Waves, tides, and currents help create coastlines. When waves crash onto shore, they
wear away at, or erode, the land. But they also leave behind little parts of the sea, such
as shells, sand dollars, seaweeds, and hermit crabs. Sometimes these objects end up
as more permanent parts of the coastline.

Coastal changes can take hundreds of years. The way coasts are formed depends a lot
on what kind of material is in the land and water. The harder the material in the land, the
harder it is to erode. Coastlines of granite, a hard rock, stay pretty stable for centuries.
Sugarloaf Mountain, on the coast of Rio de Janeiro, Brazil, is made mostly of granite
and quartz. It has been a landmark for centuries.

The famous White Cliffs of Dover, in England, are made of calcium carbonate. This is a
soft material and erodes easily. However, it exists in such great quantities that years of
erosion have not made a visible impact on the coastline. The White Cliffs are a
landmark of the English coast of the English Channel. (The other coast is French.)
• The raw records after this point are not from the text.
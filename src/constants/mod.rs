//! Constants module for angular limits and conversions

use std::f64::consts::PI;

// Sexagesimal limits
/// The max degrees an angle can have (one full turn)
pub const MAX_DEGREES: u32 = 360;
/// Minutes in a degree; minutes must stay strictly below this
pub const MAX_MINUTES: u32 = 60;
/// Seconds in a minute; seconds must stay strictly below this
pub const MAX_SECONDS: u32 = 60;

// Angles
/// Arcseconds in a complete circle
pub const ASEC360: f64 = 1_296_000.0;
/// Radian measure of a round angle
pub const MAX_RADIAN: f64 = 2.0 * PI;
/// Degrees to radians conversion factor
pub const DEG2RAD: f64 = PI / 180.0;
/// Radians to degrees conversion factor
pub const RAD2DEG: f64 = 180.0 / PI;

// Precision
/// Max meaningful decimal digits of an f64
pub const MAX_FLOAT_DIGITS: u32 = f64::DIGITS;
/// Decimal places seconds are rounded to by the values and string builders
pub const DEFAULT_SECONDS_PRECISION: u32 = 1;
/// Extra decimal digits between degrees and seconds (1" ≈ 2.8e-4°, plus headroom)
pub const DECIMAL_PRECISION_OFFSET: u32 = 6;
/// Upper bound when counting decimal places of an f64
pub const MAX_COUNTED_DIGITS: u32 = 17;
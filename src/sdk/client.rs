//! Engine API client
//!
//! An explicitly constructed handle for the local inference engine. There is
//! no process-wide singleton: callers build a client from configuration and
//! pass it around; clones share the underlying HTTP pool.

use crate::config::Config;
use crate::errors::{BenchError, Result};
use crate::sdk::init::InitTask;
use crate::sdk::types::{
    EngineModel, GenerateChunk, GenerateRequest, PullEvent, PullRequest, TagsResponse,
    VersionResponse,
};
use bytes::Bytes;
use futures_util::StreamExt;
use reqwest::Client;
use std::time::Duration;

/// Version string of this SDK surface
pub const SDK_VERSION: &str = env!("CARGO_PKG_VERSION");

/// Request timeout; generous because pulls move gigabytes
const REQUEST_TIMEOUT: Duration = Duration::from_secs(300);

/// Timeout for cheap liveness probes
const PROBE_TIMEOUT: Duration = Duration::from_secs(2);

/// Engine client handle
#[derive(Debug, Clone)]
pub struct EngineClient {
    client: Client,
    base_url: String,
    model: String,
}

impl EngineClient {
    /// Create a client from configuration
    pub fn new(config: &Config) -> Result<Self> {
        Self::with_config(&config.engine_url(), &config.engine.model)
    }

    /// Create a client with explicit endpoint and model tag
    pub fn with_config(base_url: &str, model: &str) -> Result<Self> {
        let client = Client::builder()
            .timeout(REQUEST_TIMEOUT)
            .build()
            .map_err(BenchError::HttpError)?;

        Ok(Self {
            client,
            base_url: base_url.to_string(),
            model: model.to_string(),
        })
    }

    /// Version of the client-side SDK surface
    pub fn sdk_version(&self) -> &'static str {
        SDK_VERSION
    }

    /// Version reported by the engine daemon
    pub async fn engine_version(&self) -> Result<String> {
        let url = format!("{}/api/version", self.base_url);

        let response = self
            .client
            .get(&url)
            .send()
            .await
            .map_err(|e| BenchError::EngineApi(format!("Failed to query version: {}", e)))?;

        if !response.status().is_success() {
            return Err(BenchError::EngineApi(format!(
                "Version endpoint returned {}",
                response.status()
            )));
        }

        let version: VersionResponse = response
            .json()
            .await
            .map_err(|e| BenchError::EngineApi(format!("Failed to parse version: {}", e)))?;

        Ok(version.version)
    }

    /// Check if the engine daemon is reachable
    pub async fn health_check(&self) -> bool {
        let url = format!("{}/api/version", self.base_url);
        self.client
            .get(&url)
            .timeout(PROBE_TIMEOUT)
            .send()
            .await
            .map(|r| r.status().is_success())
            .unwrap_or(false)
    }

    /// List models installed on the engine
    pub async fn list_models(&self) -> Result<Vec<EngineModel>> {
        let url = format!("{}/api/tags", self.base_url);

        let response = self
            .client
            .get(&url)
            .send()
            .await
            .map_err(|e| BenchError::EngineApi(format!("Failed to list models: {}", e)))?;

        if !response.status().is_success() {
            return Err(BenchError::EngineApi(format!(
                "Tags endpoint returned {}",
                response.status()
            )));
        }

        let tags: TagsResponse = response
            .json()
            .await
            .map_err(|e| BenchError::EngineApi(format!("Failed to parse models: {}", e)))?;

        Ok(tags.models)
    }

    /// Readiness query: true iff the configured model is installed
    ///
    /// Network failures degrade to `false`; the caller only needs a gate for
    /// generation, not a diagnosis.
    pub async fn is_ready(&self) -> bool {
        match self.list_models().await {
            Ok(models) => models.iter().any(|m| m.name == self.model),
            Err(_) => false,
        }
    }

    /// Start the asynchronous initialize (model download) operation
    ///
    /// Returns a task handle owning the progress stream and the terminal
    /// result; see [`InitTask`].
    pub fn initialize(&self) -> InitTask {
        InitTask::spawn(self.clone())
    }

    /// Pull the configured model, reporting each streamed event
    ///
    /// Internal primitive behind [`EngineClient::initialize`]; the observer
    /// feeds the init task's progress channel.
    pub(crate) async fn pull_model_with<F>(&self, mut observe: F) -> Result<()>
    where
        F: FnMut(PullEvent),
    {
        let url = format!("{}/api/pull", self.base_url);

        let request = PullRequest {
            name: self.model.clone(),
            stream: true,
        };

        let response = self
            .client
            .post(&url)
            .json(&request)
            .send()
            .await
            .map_err(|e| BenchError::EngineApi(format!("Failed to start pull: {}", e)))?;

        if !response.status().is_success() {
            return Err(BenchError::EngineApi(format!(
                "Pull endpoint returned {}",
                response.status()
            )));
        }

        let mut stream = response.bytes_stream();
        let mut buffer: Vec<u8> = Vec::new();
        let mut finished = false;

        while let Some(chunk) = stream.next().await {
            let chunk: Bytes = chunk.map_err(|e| BenchError::Streaming(e.to_string()))?;
            buffer.extend_from_slice(&chunk);

            // Events arrive as newline-delimited JSON; a chunk may end
            // mid-line, so carry the tail over to the next chunk.
            while let Some(pos) = buffer.iter().position(|&b| b == b'\n') {
                let line: Vec<u8> = buffer.drain(..=pos).collect();
                if let Some(error) = parse_event_error(&line) {
                    return Err(BenchError::EngineApi(error));
                }
                if let Ok(event) = serde_json::from_slice::<PullEvent>(&line) {
                    finished = finished || event.is_success();
                    observe(event);
                }
            }
        }

        // Trailing line without newline
        if !buffer.is_empty() {
            if let Ok(event) = serde_json::from_slice::<PullEvent>(&buffer) {
                finished = finished || event.is_success();
                observe(event);
            }
        }

        if !finished {
            return Err(BenchError::Streaming(
                "Pull stream ended without a success event".to_string(),
            ));
        }

        Ok(())
    }

    /// Generate a response for a prompt
    ///
    /// Streams tokens from the engine and resolves to the accumulated
    /// response text; one result per call.
    pub async fn ask(&self, prompt: &str) -> Result<String> {
        let url = format!("{}/api/generate", self.base_url);

        let request = GenerateRequest {
            model: self.model.clone(),
            prompt: prompt.to_string(),
            stream: true,
        };

        let response = self
            .client
            .post(&url)
            .json(&request)
            .send()
            .await
            .map_err(|e| BenchError::EngineApi(format!("Failed to send prompt: {}", e)))?;

        if !response.status().is_success() {
            let status = response.status();
            let error_text = response
                .text()
                .await
                .unwrap_or_else(|_| "Unknown error".to_string());
            return Err(BenchError::EngineApi(format!(
                "HTTP {}: {}",
                status, error_text
            )));
        }

        let mut stream = response.bytes_stream();
        let mut buffer: Vec<u8> = Vec::new();
        let mut output = String::new();

        while let Some(chunk) = stream.next().await {
            let chunk: Bytes = chunk.map_err(|e| BenchError::Streaming(e.to_string()))?;
            buffer.extend_from_slice(&chunk);

            while let Some(pos) = buffer.iter().position(|&b| b == b'\n') {
                let line: Vec<u8> = buffer.drain(..=pos).collect();
                if let Some(error) = parse_event_error(&line) {
                    return Err(BenchError::EngineApi(error));
                }
                if let Ok(token) = serde_json::from_slice::<GenerateChunk>(&line) {
                    output.push_str(&token.response);
                    if token.done {
                        return Ok(output);
                    }
                }
            }
        }

        if !buffer.is_empty() {
            if let Ok(token) = serde_json::from_slice::<GenerateChunk>(&buffer) {
                output.push_str(&token.response);
            }
        }

        Ok(output)
    }

    /// Model tag this client initializes and generates with
    pub fn model(&self) -> &str {
        &self.model
    }

    /// Engine base URL
    pub fn base_url(&self) -> &str {
        &self.base_url
    }
}

/// Extract an error message from a pull event line, if the engine sent one
fn parse_event_error(line: &[u8]) -> Option<String> {
    #[derive(serde::Deserialize)]
    struct ErrorLine {
        error: String,
    }
    serde_json::from_slice::<ErrorLine>(line)
        .ok()
        .map(|e| e.error)
}
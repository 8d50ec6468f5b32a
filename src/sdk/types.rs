//! Wire types for the engine API
//!
//! The engine speaks line-delimited JSON on its streaming endpoints (pull,
//! generate); list/version endpoints return plain JSON bodies.

use chrono::{DateTime, Utc};
use serde::{Deserialize, Serialize};
use std::fmt;

/// A model known to the engine
#[derive(Debug, Clone, Serialize, Deserialize)]
pub struct EngineModel {
    /// Model tag (e.g. "qwen2.5:0.5b")
    pub name: String,

    /// Model size in bytes
    #[serde(default)]
    pub size: u64,

    /// Last modification time
    #[serde(default)]
    pub modified_at: Option<DateTime<Utc>>,

    /// Model digest/hash
    #[serde(default)]
    pub digest: String,
}

/// Response from the engine's tags endpoint
#[derive(Debug, Deserialize)]
pub struct TagsResponse {
    pub models: Vec<EngineModel>,
}

/// Response from the engine's version endpoint
#[derive(Debug, Deserialize)]
pub struct VersionResponse {
    pub version: String,
}

/// One line of the streamed pull response
#[derive(Debug, Clone, Deserialize)]
pub struct PullEvent {
    /// Stage message ("pulling manifest", "downloading ...", "success")
    pub status: String,

    /// Total bytes for the current layer
    #[serde(default)]
    pub total: Option<u64>,

    /// Bytes completed for the current layer
    #[serde(default)]
    pub completed: Option<u64>,
}

impl PullEvent {
    /// Map byte counters onto an integer percentage
    pub fn percent(&self) -> Option<u8> {
        match (self.completed, self.total) {
            (Some(completed), Some(total)) if total > 0 => {
                Some(((completed * 100) / total).min(100) as u8)
            }
            _ => None,
        }
    }

    /// True once the engine reports the pull finished
    pub fn is_success(&self) -> bool {
        self.status == "success"
    }
}

/// Download progress reported by an initialize task
///
/// One value per observed pull event: an integer percentage and the stage
/// the engine reported it under.
#[derive(Debug, Clone, PartialEq, Eq)]
pub struct InitProgress {
    /// Percent complete, 0-100
    pub percent: u8,
    /// Engine stage message
    pub stage: String,
}

impl InitProgress {
    /// Build progress from a pull event, carrying the last known percent
    /// through events that have no byte counters
    pub fn from_event(event: &PullEvent, last_percent: u8) -> Self {
        InitProgress {
            percent: event.percent().unwrap_or(last_percent),
            stage: event.status.clone(),
        }
    }
}

impl fmt::Display for InitProgress {
    fn fmt(&self, f: &mut fmt::Formatter<'_>) -> fmt::Result {
        write!(f, "{}% ({})", self.percent, self.stage)
    }
}

/// Generate request body
#[derive(Debug, Clone, Serialize)]
pub struct GenerateRequest {
    pub model: String,
    pub prompt: String,
    pub stream: bool,
}

/// One line of the streamed generate response
#[derive(Debug, Clone, Deserialize)]
pub struct GenerateChunk {
    /// Token text for this chunk
    #[serde(default)]
    pub response: String,

    /// True on the terminal chunk
    #[serde(default)]
    pub done: bool,
}

/// Pull request body
#[derive(Debug, Clone, Serialize)]
pub struct PullRequest {
    pub name: String,
    pub stream: bool,
}

/// Format bytes into human-readable size
pub fn format_size(bytes: u64) -> String {
    const UNITS: &[&str] = &["B", "KB", "MB", "GB", "TB"];

    if bytes == 0 {
        return "0 B".to_string();
    }

    let base: f64 = 1024.0;
    let exponent = (bytes as f64).log(base).floor() as usize;
    let exponent = exponent.min(UNITS.len() - 1);

    let size = bytes as f64 / base.powi(exponent as i32);

    format!("{:.2} {}", size, UNITS[exponent])
}
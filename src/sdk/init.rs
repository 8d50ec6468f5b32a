//! Initialize task: model download with explicit progress and completion
//!
//! One spawned task per initialize call, with one bounded progress channel
//! and one terminal result: progress values arrive through `next_progress`
//! until the channel closes, then `join` resolves with success or the
//! captured error. Cancellation is explicit via `abort`.

use crate::errors::{BenchError, Result};
use crate::sdk::client::EngineClient;
use crate::sdk::types::InitProgress;
use tokio::sync::mpsc;
use tokio::task::JoinHandle;

/// Progress channel capacity
///
/// Bounded so a slow consumer cannot grow memory; excess events are dropped,
/// which only coarsens the displayed percentage. The terminal result never
/// travels through this channel.
const PROGRESS_CAPACITY: usize = 100;

/// Handle to a running initialize (model download) operation
pub struct InitTask {
    progress: mpsc::Receiver<InitProgress>,
    handle: JoinHandle<Result<()>>,
}

impl InitTask {
    /// Spawn the download on the runtime and return its handle
    pub(crate) fn spawn(client: EngineClient) -> Self {
        let (tx, rx) = mpsc::channel(PROGRESS_CAPACITY);

        let handle = tokio::spawn(async move {
            let mut last_percent = 0u8;
            client
                .pull_model_with(|event| {
                    let update = InitProgress::from_event(&event, last_percent);
                    last_percent = update.percent;
                    let _ = tx.try_send(update);
                })
                .await
        });

        InitTask {
            progress: rx,
            handle,
        }
    }

    /// Receive the next progress update
    ///
    /// Resolves to `None` once the download finished (either way) and all
    /// buffered updates were consumed; after that `join` yields the result.
    pub async fn next_progress(&mut self) -> Option<InitProgress> {
        self.progress.recv().await
    }

    /// Await the terminal result of the download
    pub async fn join(self) -> Result<()> {
        match self.handle.await {
            Ok(result) => result,
            Err(e) if e.is_cancelled() => {
                Err(BenchError::Streaming("Initialize task cancelled".to_string()))
            }
            Err(e) => Err(BenchError::Generic(format!("Initialize task panicked: {}", e))),
        }
    }

    /// Cancel the download
    ///
    /// The progress channel closes and `join` reports the cancellation.
    pub fn abort(&self) {
        self.handle.abort();
    }
}

#[cfg(test)]
mod tests {
    use super::*;

    fn unreachable_client() -> EngineClient {
        // Port 1 refuses connections immediately
        EngineClient::with_config("http://127.0.0.1:1", "qwen2.5:0.5b").unwrap()
    }

    #[tokio::test]
    async fn test_failed_initialize_reports_through_join() {
        let mut task = unreachable_client().initialize();

        // Channel closes without any progress once the task fails
        assert!(task.next_progress().await.is_none());

        let result = task.join().await;
        assert!(matches!(result, Err(BenchError::EngineApi(_))));
    }

    #[tokio::test]
    async fn test_abort_is_reported_as_cancellation() {
        let task = unreachable_client().initialize();
        task.abort();

        match task.join().await {
            // Either the abort landed first or the connection already failed
            Err(BenchError::Streaming(msg)) => assert!(msg.contains("cancelled")),
            Err(BenchError::EngineApi(_)) => {}
            Ok(()) => panic!("Aborted initialize must not report success"),
            Err(other) => panic!("Unexpected join error: {}", other),
        }
    }

    #[tokio::test]
    #[ignore] // Requires a running engine
    async fn test_initialize_integration() {
        let client = EngineClient::with_config("http://127.0.0.1:11434", "qwen2.5:0.5b").unwrap();
        let mut task = client.initialize();

        let mut last = 0u8;
        while let Some(update) = task.next_progress().await {
            assert!(update.percent <= 100);
            last = update.percent;
        }
        task.join().await.unwrap();
        assert_eq!(last, 100);
    }
}
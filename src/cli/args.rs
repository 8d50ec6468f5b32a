//! Command-line argument parsing for modelbench
//!
//! clap-based CLI with subcommands and verbosity control.

use clap::{Parser, Subcommand};

/// modelbench - exercise a local AI engine from the terminal
#[derive(Parser, Debug)]
#[command(name = "modelbench")]
#[command(version)]
#[command(about = "Seed a starter model, download the engine model, generate text", long_about = None)]
pub struct Args {
    /// One-shot prompt to send to the engine
    #[arg(value_name = "PROMPT")]
    pub prompt: Option<String>,

    /// Engine model tag (overrides config)
    #[arg(short, long)]
    pub model: Option<String>,

    /// Engine host (overrides config)
    #[arg(long)]
    pub host: Option<String>,

    /// Engine port (overrides config)
    #[arg(long)]
    pub port: Option<u16>,

    /// Verbosity level: default (normal), -v (verbose), -vv (very verbose)
    #[arg(short, long, action = clap::ArgAction::Count)]
    pub verbose: u8,

    /// Quiet mode (suppress all output except results)
    #[arg(short, long)]
    pub quiet: bool,

    /// Subcommand
    #[command(subcommand)]
    pub command: Option<Commands>,
}

/// Available subcommands
#[derive(Subcommand, Debug)]
pub enum Commands {
    /// Start the interactive console
    Start,

    /// Run system diagnostics and health checks
    Doctor,

    /// Copy the bundled starter model into local storage
    Install,

    /// Download the engine model (with progress)
    Download,

    /// Show engine and storage status
    Status,

    /// Display current configuration
    Config,

    /// Clean harness state
    Clean {
        /// Also remove installed model files
        #[arg(long)]
        models: bool,
    },
}

/// Verbosity level enum
#[derive(Debug, Clone, Copy, PartialEq, Eq)]
pub enum Verbosity {
    Quiet,
    Normal,
    Verbose,
    VeryVerbose,
}

impl Args {
    /// Get verbosity level based on flags
    pub fn verbosity(&self) -> Verbosity {
        if self.quiet {
            Verbosity::Quiet
        } else {
            match self.verbose {
                0 => Verbosity::Normal,
                1 => Verbosity::Verbose,
                _ => Verbosity::VeryVerbose,
            }
        }
    }

    /// Reject ambiguous combinations
    pub fn validate(&self) -> Result<(), String> {
        if self.command.is_some() && self.prompt.is_some() {
            return Err("Cannot specify a prompt with a subcommand.".to_string());
        }
        Ok(())
    }
}

impl Verbosity {
    /// Check if progress bars should be shown
    pub fn show_progress(&self) -> bool {
        !matches!(self, Verbosity::Quiet)
    }

    /// Check if detailed events should be shown
    pub fn show_events(&self) -> bool {
        matches!(self, Verbosity::Verbose | Verbosity::VeryVerbose)
    }
}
The sandy coastlines of islands, on the other hand, change almost daily. The island of
Mont Saint Michel is only an island when the tide is in. It is part of the coast of France
during low tide. Islands are also the site of Earth's newest coastlines, like a Tongan
island created in March 2009 by the eruption of the volcano Hunga Tonga-Hunga
Haapai. The "Big Island" of Hawaii, created by five volcanoes, sometimes expands its
coastline when one of its active volcanoes, Mauna Loa or Kilauea, erupts. If lava flows
reach the ocean, the lava cools and forms new coastline along the Pacific Ocean.

Tides, the rise and fall of the ocean, affect where sediment and other objects are
deposited on the coast. The water slowly rises up over the shore and then slowly falls
back again, leaving material behind. In places with a large tidal range (the area
between high tide and low tide,) waves deposit material such as shells and hermit crabs
farther inland. Areas with a low tidal range have smaller waves that leave material
closer to shore.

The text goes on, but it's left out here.